Researchers at The Johns Hopkins University and the University of Maryland said the molecules also appear to have a role in the phenomenon that causes uninjured areas of the body to be more sensitive to pain when an area nearby has been hurt.
"With the identification of these molecules, we have some additional targets that we can try to block to decrease chronic pain," Xinzhong Dong, Ph.D., associate professor of neuroscience at the Johns Hopkins University School of Medicine, said. "We found that persistent pain doesn't always originate in the brain, as some had believed, which is important information for designing less addictive drugs to fight it."

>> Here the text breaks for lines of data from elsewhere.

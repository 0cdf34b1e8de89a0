//! Provider selection from configuration.

use std::fmt;
use std::sync::Arc;

use serde::{Deserialize, Serialize};
use tracing::{info, warn};

use super::{
    BingProvider, CompositeProvider, DuckDuckGoProvider, EvidenceProvider, WikipediaProvider,
};
use crate::config::SearchSettings;

/// Requested search backend
#[derive(Debug, Clone, Copy, PartialEq, Eq, Serialize, Deserialize)]
#[serde(rename_all = "snake_case")]
pub enum ProviderMode {
    /// Keyed backend when a key is present, keyless composite otherwise
    Auto,

    /// Keyed Bing-compatible backend
    Bing,

    /// DuckDuckGo HTML scraper only
    #[serde(alias = "ddg")]
    DuckDuckGo,

    /// Wikipedia search only
    #[serde(alias = "wiki")]
    Wikipedia,
}

impl Default for ProviderMode {
    fn default() -> Self {
        Self::Auto
    }
}

impl ProviderMode {
    /// Parse a mode name; unknown names fall back to `Auto`
    pub fn parse(value: &str) -> Self {
        match value.trim().to_ascii_lowercase().as_str() {
            "" | "auto" => ProviderMode::Auto,
            "bing" | "keyed" => ProviderMode::Bing,
            "duckduckgo" | "ddg" => ProviderMode::DuckDuckGo,
            "wikipedia" | "wiki" => ProviderMode::Wikipedia,
            other => {
                warn!(mode = other, "Unknown search provider, using auto");
                ProviderMode::Auto
            }
        }
    }

    pub fn as_str(&self) -> &'static str {
        match self {
            ProviderMode::Auto => "auto",
            ProviderMode::Bing => "bing",
            ProviderMode::DuckDuckGo => "duckduckgo",
            ProviderMode::Wikipedia => "wikipedia",
        }
    }
}

impl fmt::Display for ProviderMode {
    fn fmt(&self, f: &mut fmt::Formatter<'_>) -> fmt::Result {
        f.write_str(self.as_str())
    }
}

/// Choose the evidence provider for the given settings.
///
/// Never fails: when the keyed backend is requested but unusable, the
/// keyless composite is returned instead.
pub fn select_provider(settings: &SearchSettings) -> Arc<dyn EvidenceProvider> {
    let timeout = settings.timeout();

    let provider: Arc<dyn EvidenceProvider> = match settings.provider {
        ProviderMode::DuckDuckGo => Arc::new(DuckDuckGoProvider::new(timeout)),
        ProviderMode::Wikipedia => Arc::new(WikipediaProvider::new(
            &settings.wikipedia_language,
            timeout,
        )),
        ProviderMode::Bing | ProviderMode::Auto => match settings.api_key() {
            Some(key) => match BingProvider::new(key, settings.endpoint.clone(), timeout) {
                Ok(bing) => Arc::new(bing),
                Err(e) => {
                    warn!(error = %e, "Keyed search unavailable, using keyless providers");
                    keyless_composite(settings)
                }
            },
            None => {
                if settings.provider == ProviderMode::Bing {
                    warn!("No search API key configured, using keyless providers");
                }
                keyless_composite(settings)
            }
        },
    };

    info!(
        mode = %settings.provider,
        provider = provider.name(),
        "Selected evidence provider"
    );
    provider
}

fn keyless_composite(settings: &SearchSettings) -> Arc<dyn EvidenceProvider> {
    let timeout = settings.timeout();
    Arc::new(CompositeProvider::new(vec![
        Arc::new(DuckDuckGoProvider::new(timeout)),
        Arc::new(WikipediaProvider::new(&settings.wikipedia_language, timeout)),
    ]))
}
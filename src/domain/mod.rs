//! Domain types for claim checking.
//!
//! This module contains the core data structures:
//! - Sentence: Segmented input with claim flags
//! - Evidence: Items returned by providers and ranking signals
//! - Claim: Per-claim verdicts
//! - Run: Requests and aggregate results
//! - Events: Stream events and frames

pub mod claim;
pub mod events;
pub mod evidence;
pub mod run;
pub mod sentence;

// Re-export commonly used types
pub use claim::{ClaimResult, Label};
pub use events::{
    ErrorPayload, EventPayload, EventType, EvidencePayload, ScorePayload, SentencePayload,
    StreamEvent, StreamFrame,
};
pub use evidence::{EvidenceItem, ScoredEvidence};
pub use run::{
    InferenceRequest, InferenceResult, InferenceStatus, RunMetadata, RunSummary, DEFAULT_TOP_K,
    MAX_TOP_K, MIN_TOP_K,
};
pub use sentence::Sentence;
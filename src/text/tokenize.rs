//! Token normalization shared by the ranker.

/// Words carrying no retrieval signal
const STOPWORDS: &[&str] = &[
    "a", "an", "and", "or", "the", "to", "of", "in", "on", "for", "with", "by", "is", "are", "was",
    "were", "be", "been", "being", "as", "at", "from", "that", "this", "it", "its", "their", "his",
    "her", "they", "them", "we", "you", "your", "i", "me", "my", "our", "ours", "but", "if", "then",
    "so", "than", "too", "very", "can", "could", "should", "would", "will", "may", "might", "not",
    "no",
];

/// Check whether a lower-cased word is a stop word
pub fn is_stopword(word: &str) -> bool {
    STOPWORDS.contains(&word)
}

/// Split text into lower-cased ASCII alphanumeric runs, without filtering
pub fn raw_tokens(text: &str) -> impl Iterator<Item = String> + '_ {
    text.split(|c: char| !c.is_ascii_alphanumeric())
        .filter(|t| !t.is_empty())
        .map(|t| t.to_ascii_lowercase())
}

/// Tokenize for matching: stop words removed, and only tokens longer than
/// two characters or made entirely of digits are kept.
pub fn tokenize(text: &str) -> Vec<String> {
    raw_tokens(text)
        .filter(|t| !is_stopword(t) && (t.len() > 2 || t.bytes().all(|b| b.is_ascii_digit())))
        .collect()
}

#[cfg(test)]
mod tests {
    use super::*;

    #[test]
    fn test_tokenize_filters_stopwords_and_short_tokens() {
        let tokens = tokenize("The Earth is round, as of 2024 at 9 AM.");
        assert_eq!(tokens, vec!["earth", "round", "2024", "9"]);
    }

    #[test]
    fn test_tokenize_splits_on_punctuation() {
        let tokens = tokenize("flat-earth myth's origins");
        assert_eq!(tokens, vec!["flat", "earth", "myth", "origins"]);
    }

    #[test]
    fn test_tokenize_empty() {
        assert!(tokenize("").is_empty());
        assert!(tokenize("  ...  ").is_empty());
    }
}
//! Sentences produced by segmentation.

use serde::{Deserialize, Serialize};

/// A sentence from the input text, flagged with the claim decision.
#[derive(Debug, Clone, PartialEq, Eq, Serialize, Deserialize)]
pub struct Sentence {
    /// Sentence text (trimmed)
    pub text: String,

    /// Start character index in the original text
    #[serde(skip_serializing_if = "Option::is_none")]
    pub start_char: Option<usize>,

    /// End character index (exclusive) in the original text
    #[serde(skip_serializing_if = "Option::is_none")]
    pub end_char: Option<usize>,

    /// Whether the sentence was identified as a checkable claim
    pub is_claim: bool,
}

impl Sentence {
    /// Create a sentence without offsets
    pub fn new(text: impl Into<String>, is_claim: bool) -> Self {
        Self {
            text: text.into(),
            start_char: None,
            end_char: None,
            is_claim,
        }
    }

    /// Attach character offsets
    pub fn with_offsets(mut self, start_char: usize, end_char: usize) -> Self {
        self.start_char = Some(start_char);
        self.end_char = Some(end_char);
        self
    }
}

In the new research, the scientists focused on a system of pain-sensing nerves within the faces of mice, known collectively as the trigeminal nerve, which is a large bundle of tens of thousands of nerve cells.
Dong said chronic pain seems to cause serotonin to be released by the brain into the spinal cord. There, it acts on the trigeminal nerve at large, making protein TRPV1 hyperactive throughout its branches, even causing some non-pain-sensing nerve cells to start responding to pain.
The researcher said hyperactive TRPV1 causes the nerves to fire more frequently, sending additional pain signals to the brain.
The study was published in the journal Neuron.